I’d had my computer for 10 years and had built it myself to my own spec. It went from a single hard drive beastie to a high-end multi hard drive, disk burning, internet munching monster in the space of 2 years under my careful nurturing and tutelage.
But then I got married, had kids and, I admit, the computer got neglected. The upgrades petered out. I made do with what I had rather than buying shiny new add-ons. As a consequence, it began to slow. It began to struggle with newer programs. The processor speed began to under clock. It couldn’t keep up with what I wanted it to do let alone what the software was asking of it.

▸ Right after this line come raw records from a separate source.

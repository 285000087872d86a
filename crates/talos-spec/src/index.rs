//! The Spec Index: parsed document, base path, security schemes, router.
//!
//! Built once at startup from a YAML or JSON OpenAPI 3 (or Swagger 2)
//! document and immutable thereafter. Operations are interned as
//! [`Arc<SpecOperation>`] handles so request-time resolution hands out a
//! reference, never a copy.

use std::collections::HashMap;
use std::path::Path;
use std::sync::Arc;

use serde_json::Value;
use thiserror::Error;

use crate::path::NormalisedPath;
use crate::resolve::resolve_document;
use crate::router::{PathTemplate, RouterTable};

/// HTTP verbs recognised as operation keys on a path item, in spec order.
const HTTP_METHODS: [&str; 8] = [
    "get", "put", "post", "delete", "options", "head", "patch", "trace",
];

/// Errors raised while loading and indexing a specification document.
#[derive(Debug, Error)]
pub enum SpecError {
    /// The document is not valid YAML/JSON.
    #[error("failed to parse specification: {0}")]
    Parse(String),

    /// A file could not be read.
    #[error("failed to read specification file {path}: {source}")]
    Io {
        /// The offending path.
        path: String,
        /// The underlying I/O error.
        #[source]
        source: std::io::Error,
    },

    /// A `$ref` points at nothing.
    #[error("unresolvable $ref {0}")]
    MissingRefTarget(String),

    /// An external `$ref` was found but no base directory is available.
    #[error("external $ref {0} cannot be resolved without a base directory")]
    ExternalRefUnsupported(String),

    /// The document has no `paths` object.
    #[error("specification has no paths object")]
    NoPaths,
}

/// Request-time resolution failures, mapped to ERR10007/ERR10008 upstream.
#[derive(Debug, Clone, Copy, PartialEq, Eq)]
pub enum ResolveError {
    /// No path template matches the request path.
    PathNotFound,
    /// A template matches but the path item declares no such method.
    MethodNotAllowed,
}

/// An interned handle to one method-on-a-path entry of the specification.
///
/// Handed out by reference from the [`SpecIndex`]; the audit context keeps a
/// clone of the `Arc` for the life of the exchange.
#[derive(Debug, Clone)]
pub struct SpecOperation {
    path_template: NormalisedPath,
    path_item: Value,
    method: String,
    operation: Value,
}

impl SpecOperation {
    /// Creates an operation handle. `method` is stored lowercased.
    #[must_use]
    pub fn new(path_template: NormalisedPath, path_item: Value, method: &str, operation: Value) -> Self {
        Self {
            path_template,
            path_item,
            method: method.to_ascii_lowercase(),
            operation,
        }
    }

    /// The spec path template this operation lives under.
    #[must_use]
    pub fn path_template(&self) -> &NormalisedPath {
        &self.path_template
    }

    /// The resolved path item object.
    #[must_use]
    pub fn path_item(&self) -> &Value {
        &self.path_item
    }

    /// The lowercase HTTP verb.
    #[must_use]
    pub fn method(&self) -> &str {
        &self.method
    }

    /// The resolved operation object.
    #[must_use]
    pub fn operation(&self) -> &Value {
        &self.operation
    }

    /// The audit endpoint string, `"<normalisedPath>@<method>"`.
    #[must_use]
    pub fn endpoint(&self) -> String {
        format!("{}@{}", self.path_template.normalised(), self.method)
    }

    /// Operation-level parameter objects.
    pub fn parameters(&self) -> impl Iterator<Item = &Value> {
        self.operation
            .get("parameters")
            .and_then(Value::as_array)
            .into_iter()
            .flatten()
    }

    /// Path-level parameter objects, shared by every operation on the path.
    pub fn path_parameters(&self) -> impl Iterator<Item = &Value> {
        self.path_item
            .get("parameters")
            .and_then(Value::as_array)
            .into_iter()
            .flatten()
    }

    /// Finds a declared parameter by location and case-insensitive name,
    /// searching operation-level parameters first, then path-level ones.
    #[must_use]
    pub fn find_parameter(&self, location: &str, name: &str) -> Option<&Value> {
        self.parameters()
            .chain(self.path_parameters())
            .find(|p| {
                p.get("in").and_then(Value::as_str).is_some_and(|l| l.eq_ignore_ascii_case(location))
                    && p.get("name")
                        .and_then(Value::as_str)
                        .is_some_and(|n| n.eq_ignore_ascii_case(name))
            })
    }

    /// The declared request body object, if any (OpenAPI 3).
    #[must_use]
    pub fn request_body(&self) -> Option<&Value> {
        self.operation.get("requestBody").filter(|v| v.is_object())
    }

    /// Whether the request body is declared required.
    ///
    /// Covers both the OpenAPI 3 `requestBody.required` flag and the
    /// Swagger 2 `in: body` parameter.
    #[must_use]
    pub fn request_body_required(&self) -> bool {
        if let Some(body) = self.request_body() {
            return body.get("required").and_then(Value::as_bool).unwrap_or(false);
        }
        self.body_parameter()
            .and_then(|p| p.get("required"))
            .and_then(Value::as_bool)
            .unwrap_or(false)
    }

    /// Whether the operation declares any request body at all.
    #[must_use]
    pub fn declares_request_body(&self) -> bool {
        self.request_body().is_some() || self.body_parameter().is_some()
    }

    /// The request body schema for a media type.
    ///
    /// OpenAPI 3: `requestBody.content.<media>.schema`; Swagger 2: the
    /// schema of the `in: body` parameter.
    #[must_use]
    pub fn request_body_schema(&self, media_type: &str) -> Option<&Value> {
        if let Some(body) = self.request_body() {
            return body
                .get("content")
                .and_then(|c| c.get(media_type))
                .and_then(|m| m.get("schema"));
        }
        self.body_parameter().and_then(|p| p.get("schema"))
    }

    /// The responses object.
    #[must_use]
    pub fn responses(&self) -> Option<&Value> {
        self.operation.get("responses").filter(|v| v.is_object())
    }

    /// Whether a response is declared for the status-code key.
    #[must_use]
    pub fn has_response(&self, status_code: &str) -> bool {
        self.responses()
            .and_then(|r| r.get(status_code))
            .is_some()
    }

    /// The response schema for a status-code key and media type.
    ///
    /// OpenAPI 3: `responses.<status>.content.<media>.schema`; Swagger 2:
    /// `responses.<status>.schema`.
    #[must_use]
    pub fn response_schema(&self, status_code: &str, media_type: &str) -> Option<&Value> {
        let response = self.responses()?.get(status_code)?;
        if let Some(schema) = response
            .get("content")
            .and_then(|c| c.get(media_type))
            .and_then(|m| m.get("schema"))
        {
            return Some(schema);
        }
        response.get("schema")
    }

    /// The operation's security requirements, if declared.
    #[must_use]
    pub fn security_requirements(&self) -> Option<&Vec<Value>> {
        self.operation.get("security").and_then(Value::as_array)
    }

    fn body_parameter(&self) -> Option<&Value> {
        self.parameters()
            .find(|p| p.get("in").and_then(Value::as_str) == Some("body"))
    }
}

/// The process-wide, build-once index over the specification document.
#[derive(Debug)]
pub struct SpecIndex {
    document: Value,
    openapi3: bool,
    base_path: String,
    oauth2_names: Vec<String>,
    router: RouterTable,
    operations: HashMap<String, Arc<SpecOperation>>,
}

impl SpecIndex {
    /// Parses and indexes a YAML or JSON document.
    ///
    /// External `$ref`s are rejected here since there is no base directory;
    /// use [`SpecIndex::from_file`] for multi-file specifications.
    ///
    /// # Errors
    ///
    /// Returns [`SpecError`] on parse or `$ref` resolution failure.
    pub fn from_str(text: &str) -> Result<Self, SpecError> {
        let document: Value =
            serde_yaml::from_str(text).map_err(|e| SpecError::Parse(e.to_string()))?;
        Self::from_value(&document, None)
    }

    /// Loads, parses and indexes a specification file.
    ///
    /// External `$ref`s are resolved relative to the file's directory.
    ///
    /// # Errors
    ///
    /// Returns [`SpecError`] on I/O, parse or `$ref` resolution failure.
    pub fn from_file<P: AsRef<Path>>(path: P) -> Result<Self, SpecError> {
        let path = path.as_ref();
        let text = std::fs::read_to_string(path).map_err(|source| SpecError::Io {
            path: path.display().to_string(),
            source,
        })?;
        let document: Value =
            serde_yaml::from_str(&text).map_err(|e| SpecError::Parse(e.to_string()))?;
        Self::from_value(&document, path.parent())
    }

    fn from_value(raw: &Value, base_dir: Option<&Path>) -> Result<Self, SpecError> {
        let document = resolve_document(raw, base_dir)?;
        let openapi3 = document.get("openapi").is_some();
        let base_path = extract_base_path(&document, openapi3);
        let oauth2_names = extract_oauth2_names(&document, openapi3);

        let paths = document
            .get("paths")
            .and_then(Value::as_object)
            .ok_or(SpecError::NoPaths)?;

        let router = RouterTable::new(paths.keys());

        let mut operations = HashMap::new();
        for (template, path_item) in paths {
            let Some(item) = path_item.as_object() else {
                continue;
            };
            for method in HTTP_METHODS {
                if let Some(operation) = item.get(method).filter(|v| v.is_object()) {
                    let handle = SpecOperation::new(
                        NormalisedPath::new(template, ""),
                        path_item.clone(),
                        method,
                        operation.clone(),
                    );
                    operations.insert(operation_key(template, method), Arc::new(handle));
                }
            }
        }

        tracing::info!(
            openapi3,
            base_path = %base_path,
            operation_count = operations.len(),
            "specification indexed"
        );

        Ok(Self {
            document,
            openapi3,
            base_path,
            oauth2_names,
            router,
            operations,
        })
    }

    /// Whether the document is OpenAPI 3 (as opposed to Swagger 2).
    #[must_use]
    pub fn is_openapi3(&self) -> bool {
        self.openapi3
    }

    /// The base path stripped from incoming request URIs.
    #[must_use]
    pub fn base_path(&self) -> &str {
        &self.base_path
    }

    /// Names of the declared `oauth2` security schemes, in document order.
    #[must_use]
    pub fn oauth2_names(&self) -> &[String] {
        &self.oauth2_names
    }

    /// The resolved root document.
    #[must_use]
    pub fn document(&self) -> &Value {
        &self.document
    }

    /// Canonicalises a raw request path against this spec's base path.
    #[must_use]
    pub fn normalise(&self, raw_path: &str) -> NormalisedPath {
        NormalisedPath::new(raw_path, &self.base_path)
    }

    /// Finds the most specific spec template matching the request path.
    #[must_use]
    pub fn find_matching_api_path(&self, request: &NormalisedPath) -> Option<&PathTemplate> {
        self.router.find_matching_api_path(request)
    }

    /// The resolved path item for a template's original text.
    #[must_use]
    pub fn path_item(&self, template: &str) -> Option<&Value> {
        self.document.get("paths").and_then(|p| p.get(template))
    }

    /// The interned operation handle for a template and lowercase method.
    #[must_use]
    pub fn operation(&self, template: &str, method: &str) -> Option<Arc<SpecOperation>> {
        self.operations
            .get(&operation_key(template, &method.to_ascii_lowercase()))
            .cloned()
    }

    /// Resolves a normalised request path and method to an operation handle.
    ///
    /// # Errors
    ///
    /// [`ResolveError::PathNotFound`] when no template matches,
    /// [`ResolveError::MethodNotAllowed`] when the matched path item does not
    /// declare the method.
    pub fn resolve(
        &self,
        request: &NormalisedPath,
        method: &str,
    ) -> Result<Arc<SpecOperation>, ResolveError> {
        let template = self
            .find_matching_api_path(request)
            .ok_or(ResolveError::PathNotFound)?;
        self.operation(template.original(), method)
            .ok_or(ResolveError::MethodNotAllowed)
    }

    /// Every declared endpoint as `"<basePath><path>@<method>"`, in document
    /// order.
    #[must_use]
    pub fn endpoints(&self) -> Vec<String> {
        let Some(paths) = self.document.get("paths").and_then(Value::as_object) else {
            return Vec::new();
        };
        let mut endpoints = Vec::new();
        for (template, path_item) in paths {
            let Some(item) = path_item.as_object() else {
                continue;
            };
            for method in HTTP_METHODS {
                if item.get(method).is_some_and(Value::is_object) {
                    endpoints.push(format!("{}{}@{}", self.base_path, template, method));
                }
            }
        }
        endpoints
    }
}

fn operation_key(template: &str, method: &str) -> String {
    format!("{template}@{method}")
}

/// OpenAPI 3: path component of the first server URL. Swagger 2: the
/// top-level `basePath`. A bare `/` collapses to the empty base path.
fn extract_base_path(document: &Value, openapi3: bool) -> String {
    let raw = if openapi3 {
        document
            .get("servers")
            .and_then(Value::as_array)
            .and_then(|servers| servers.first())
            .and_then(|server| server.get("url"))
            .and_then(Value::as_str)
            .map(url_path)
            .unwrap_or_default()
    } else {
        document
            .get("basePath")
            .and_then(Value::as_str)
            .unwrap_or_default()
            .to_string()
    };
    let trimmed = raw.trim_end_matches('/');
    trimmed.to_string()
}

/// Extracts the path component from a server URL, which may be a bare path.
fn url_path(url: &str) -> String {
    match url.find("://") {
        Some(idx) => {
            let after_scheme = &url[idx + 3..];
            match after_scheme.find('/') {
                Some(slash) => after_scheme[slash..].to_string(),
                None => String::new(),
            }
        }
        None => url.to_string(),
    }
}

fn extract_oauth2_names(document: &Value, openapi3: bool) -> Vec<String> {
    let schemes = if openapi3 {
        document
            .get("components")
            .and_then(|c| c.get("securitySchemes"))
    } else {
        document.get("securityDefinitions")
    };
    schemes
        .and_then(Value::as_object)
        .map(|map| {
            map.iter()
                .filter(|(_, scheme)| {
                    scheme.get("type").and_then(Value::as_str) == Some("oauth2")
                })
                .map(|(name, _)| name.clone())
                .collect()
        })
        .unwrap_or_default()
}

I guess that was the beginning of the end really. The day of reckoning was bound to come. And now it has finally arrived and my finger is poised over the switch to the life support machine. I am merely waiting until I have finished harvested its software organs and its data banks for any retrievables.
Call me heartless but I am already in the market for a new computer. A replacement. My wife, God bless her, has not only given me permission but has insisted that I treat myself. An upgrade is long, long overdue. Possibly my wife merely wants her laptop back.
So I will be going to the local computer shop this week to spec myself up a new high end, quad core machine that should be able to levitate off my desk with the sheer speed of its fans.
I feel strangely ambivalent. It’s money I’d rather not be spending right now but I cannot deny that the acquisition of a new computer is very exciting.
The only thing that truly gets me down is the days of work involved getting it all running properly... connecting the modem and router and the other peripheries... getting email and internet access re-established.... getting the software and drivers installed... ‘cos none of this ever runs smoothly. Plus I will have a brand new operating system to contend with: the much vaunted Windows 7 which, yes, I have heard good things about but I would still welcome other people’s opinions on it.
In the meantime I am building a funeral pyre for my poor crippled friend. His mask has fallen off and I have at last seen the face of Darth Vader. The Force has left him. The electronic wheezing is just getting on my wick.
It’s time for him to burn.
P.S. Another milestone. This is my 500th post! Thank you all for reading!